■ **Task description**
The answer is to contain only the line containing "fn from(m: Matrix3)" and the lines after it through the last one, each reproduced exactly as it appears below.

■ **Saved data entries**
###

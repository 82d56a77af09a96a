//! 3x3 Matrix implementation.

use super::Vector3;
use bytemuck::{Pod, Zeroable};
use serde::{Deserialize, Serialize};

/// A 3x3 matrix stored in column-major order.
/// Holds the linear block (rotation, or general invertible map) of a transform.
#[derive(Debug, Clone, Copy, PartialEq, Serialize, Deserialize, Pod, Zeroable)]
#[repr(C)]
pub struct Matrix3 {
    /// Matrix elements in column-major order.
    /// [m00, m10, m20, m01, m11, m21, m02, m12, m22]
    pub elements: [f32; 9],
}

impl Default for Matrix3 {
    fn default() -> Self {
        Self::IDENTITY
    }
}

impl Matrix3 {
    /// Identity matrix.
    pub const IDENTITY: Self = Self {
        elements: [
            1.0, 0.0, 0.0,
            0.0, 1.0, 0.0,
            0.0, 0.0, 1.0,
        ],
    };

    /// Zero matrix.
    pub const ZERO: Self = Self {
        elements: [0.0; 9],
    };

    /// Create a new Matrix3 from elements in row-major order.
    #[inline]
    #[allow(clippy::too_many_arguments)]
    pub const fn new(
        m00: f32, m01: f32, m02: f32,
        m10: f32, m11: f32, m12: f32,
        m20: f32, m21: f32, m22: f32,
    ) -> Self {
        Self {
            elements: [
                m00, m10, m20,
                m01, m11, m21,
                m02, m12, m22,
            ],
        }
    }

    /// Create from column-major array.
    #[inline]
    pub const fn from_cols_array(elements: [f32; 9]) -> Self {
        Self { elements }
    }

    /// Create from three column vectors.
    #[inline]
    pub const fn from_columns(c0: Vector3, c1: Vector3, c2: Vector3) -> Self {
        Self {
            elements: [c0.x, c0.y, c0.z, c1.x, c1.y, c1.z, c2.x, c2.y, c2.z],
        }
    }

    /// Diagonal matrix.
    #[inline]
    pub const fn from_diagonal(d: Vector3) -> Self {
        Self::new(
            d.x, 0.0, 0.0,
            0.0, d.y, 0.0,
            0.0, 0.0, d.z,
        )
    }

    /// Rotation by `angle` radians about a unit `axis`.
    pub fn from_axis_angle(axis: &Vector3, angle: f32) -> Self {
        let c = angle.cos();
        let s = angle.sin();
        let t = 1.0 - c;
        let (x, y, z) = (axis.x, axis.y, axis.z);

        Self::new(
            t * x * x + c, t * x * y - s * z, t * x * z + s * y,
            t * x * y + s * z, t * y * y + c, t * y * z - s * x,
            t * x * z - s * y, t * y * z + s * x, t * z * z + c,
        )
    }

    /// Element at `(row, col)`.
    #[inline]
    pub fn get(&self, row: usize, col: usize) -> f32 {
        self.elements[row + 3 * col]
    }

    /// Set element at `(row, col)`.
    #[inline]
    pub fn set(&mut self, row: usize, col: usize, value: f32) -> &mut Self {
        self.elements[row + 3 * col] = value;
        self
    }

    /// Column `col` as a vector.
    #[inline]
    pub fn column(&self, col: usize) -> Vector3 {
        let e = &self.elements;
        Vector3::new(e[3 * col], e[3 * col + 1], e[3 * col + 2])
    }

    /// Multiply this matrix by another.
    pub fn multiply(&self, other: &Matrix3) -> Self {
        let a = &self.elements;
        let b = &other.elements;

        Self {
            elements: [
                a[0] * b[0] + a[3] * b[1] + a[6] * b[2],
                a[1] * b[0] + a[4] * b[1] + a[7] * b[2],
                a[2] * b[0] + a[5] * b[1] + a[8] * b[2],

                a[0] * b[3] + a[3] * b[4] + a[6] * b[5],
                a[1] * b[3] + a[4] * b[4] + a[7] * b[5],
                a[2] * b[3] + a[5] * b[4] + a[8] * b[5],

                a[0] * b[6] + a[3] * b[7] + a[6] * b[8],
                a[1] * b[6] + a[4] * b[7] + a[7] * b[8],
                a[2] * b[6] + a[5] * b[7] + a[8] * b[8],
            ],
        }
    }

    /// `M * diag(d)`: scales column `i` by `d[i]`.
    pub fn times_diagonal(&self, d: &Vector3) -> Self {
        let e = &self.elements;
        Self {
            elements: [
                e[0] * d.x, e[1] * d.x, e[2] * d.x,
                e[3] * d.y, e[4] * d.y, e[5] * d.y,
                e[6] * d.z, e[7] * d.z, e[8] * d.z,
            ],
        }
    }

    /// `diag(d) * M`: scales row `i` by `d[i]`.
    pub fn diagonal_times(d: &Vector3, m: &Matrix3) -> Self {
        let e = &m.elements;
        Self {
            elements: [
                e[0] * d.x, e[1] * d.y, e[2] * d.z,
                e[3] * d.x, e[4] * d.y, e[5] * d.z,
                e[6] * d.x, e[7] * d.y, e[8] * d.z,
            ],
        }
    }

    /// Multiply by a scalar.
    pub fn multiply_scalar(&self, s: f32) -> Self {
        let mut m = *self;
        for e in &mut m.elements {
            *e *= s;
        }
        m
    }

    /// Transform a vector: `M * v`.
    #[inline]
    pub fn transform(&self, v: &Vector3) -> Vector3 {
        let e = &self.elements;
        Vector3 {
            x: e[0] * v.x + e[3] * v.y + e[6] * v.z,
            y: e[1] * v.x + e[4] * v.y + e[7] * v.z,
            z: e[2] * v.x + e[5] * v.y + e[8] * v.z,
        }
    }

    /// Calculate the determinant.
    pub fn determinant(&self) -> f32 {
        let e = &self.elements;
        e[0] * (e[4] * e[8] - e[5] * e[7])
            - e[3] * (e[1] * e[8] - e[2] * e[7])
            + e[6] * (e[1] * e[5] - e[2] * e[4])
    }

    /// Adjugate (transpose of the cofactor matrix).
    pub fn adjoint(&self) -> Self {
        let a00 = self.get(0, 0); let a01 = self.get(0, 1); let a02 = self.get(0, 2);
        let a10 = self.get(1, 0); let a11 = self.get(1, 1); let a12 = self.get(1, 2);
        let a20 = self.get(2, 0); let a21 = self.get(2, 1); let a22 = self.get(2, 2);

        Self::new(
            a11 * a22 - a12 * a21, a02 * a21 - a01 * a22, a01 * a12 - a02 * a11,
            a12 * a20 - a10 * a22, a00 * a22 - a02 * a20, a02 * a10 - a00 * a12,
            a10 * a21 - a11 * a20, a01 * a20 - a00 * a21, a00 * a11 - a01 * a10,
        )
    }

    /// Inverse via the adjugate. A singular matrix logs a warning and yields
    /// [`Matrix3::ZERO`].
    pub fn inverse(&self) -> Self {
        let adj = self.adjoint();
        // First row of the adjugate times first column of M.
        let det = self.get(0, 0) * adj.get(0, 0)
            + self.get(1, 0) * adj.get(0, 1)
            + self.get(2, 0) * adj.get(0, 2);

        if det == 0.0 {
            log::warn!("Matrix3::inverse: singular matrix (det = {det}), returning zero");
            return Self::ZERO;
        }

        adj.multiply_scalar(1.0 / det)
    }

    /// Transpose this matrix.
    pub fn transpose(&mut self) -> &mut Self {
        self.elements.swap(1, 3);
        self.elements.swap(2, 6);
        self.elements.swap(5, 7);
        self
    }

    /// Return the transpose of this matrix.
    pub fn transposed(&self) -> Self {
        let mut m = *self;
        m.transpose();
        m
    }

    /// Largest absolute row sum (the infinity norm).
    pub fn max_row_sum(&self) -> f32 {
        (0..3)
            .map(|r| self.get(r, 0).abs() + self.get(r, 1).abs() + self.get(r, 2).abs())
            .fold(0.0, f32::max)
    }

    /// Largest sum of absolute values over the columns.
    pub fn max_col_sum(&self) -> f32 {
        (0..3)
            .map(|c| self.get(0, c).abs() + self.get(1, c).abs() + self.get(2, c).abs())
            .fold(0.0, f32::max)
    }

    /// Gram-Schmidt on the columns, removing drift from a rotation matrix.
    pub fn ortho_normalize(&mut self) -> &mut Self {
        let mut c0 = self.column(0);
        let mut c1 = self.column(1);
        let mut c2 = self.column(2);
        Vector3::orthonormalize(&mut c0, &mut c1, &mut c2);
        *self = Self::from_columns(c0, c1, c2);
        self
    }

    /// Whether `Mᵀ M` is the identity within `epsilon`.
    pub fn is_orthonormal(&self, epsilon: f32) -> bool {
        let product = self.transposed().multiply(self);
        product.approx_eq(&Self::IDENTITY, epsilon)
    }

    /// Check if approximately equal to another matrix.
    pub fn approx_eq(&self, other: &Matrix3, epsilon: f32) -> bool {
        self.elements.iter()
            .zip(other.elements.iter())
            .all(|(a, b)| (a - b).abs() < epsilon)
    }
}

impl std::ops::Mul for Matrix3 {
    type Output = Self;
    fn mul(self, rhs: Self) -> Self {
        self.multiply(&rhs)
    }
}

impl std::ops::Mul<Vector3> for Matrix3 {
    type Output = Vector3;
    fn mul(self, rhs: Vector3) -> Vector3 {
        self.transform(&rhs)
    }
}

impl From<glam::Mat3> for Matrix3 {
    fn from(m: glam::Mat3) -> Self {
        Self {
            elements: m.to_cols_array(),
        }
    }
}

impl From<Matrix3> for glam::Mat3 {
    fn from(m: Matrix3) -> Self {
        glam::Mat3::from_cols_array(&m.elements)
    }
}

###

■ **Exercise solution**
    fn from(m: Matrix3) -> Self {
        glam::Mat3::from_cols_array(&m.elements)
    }
}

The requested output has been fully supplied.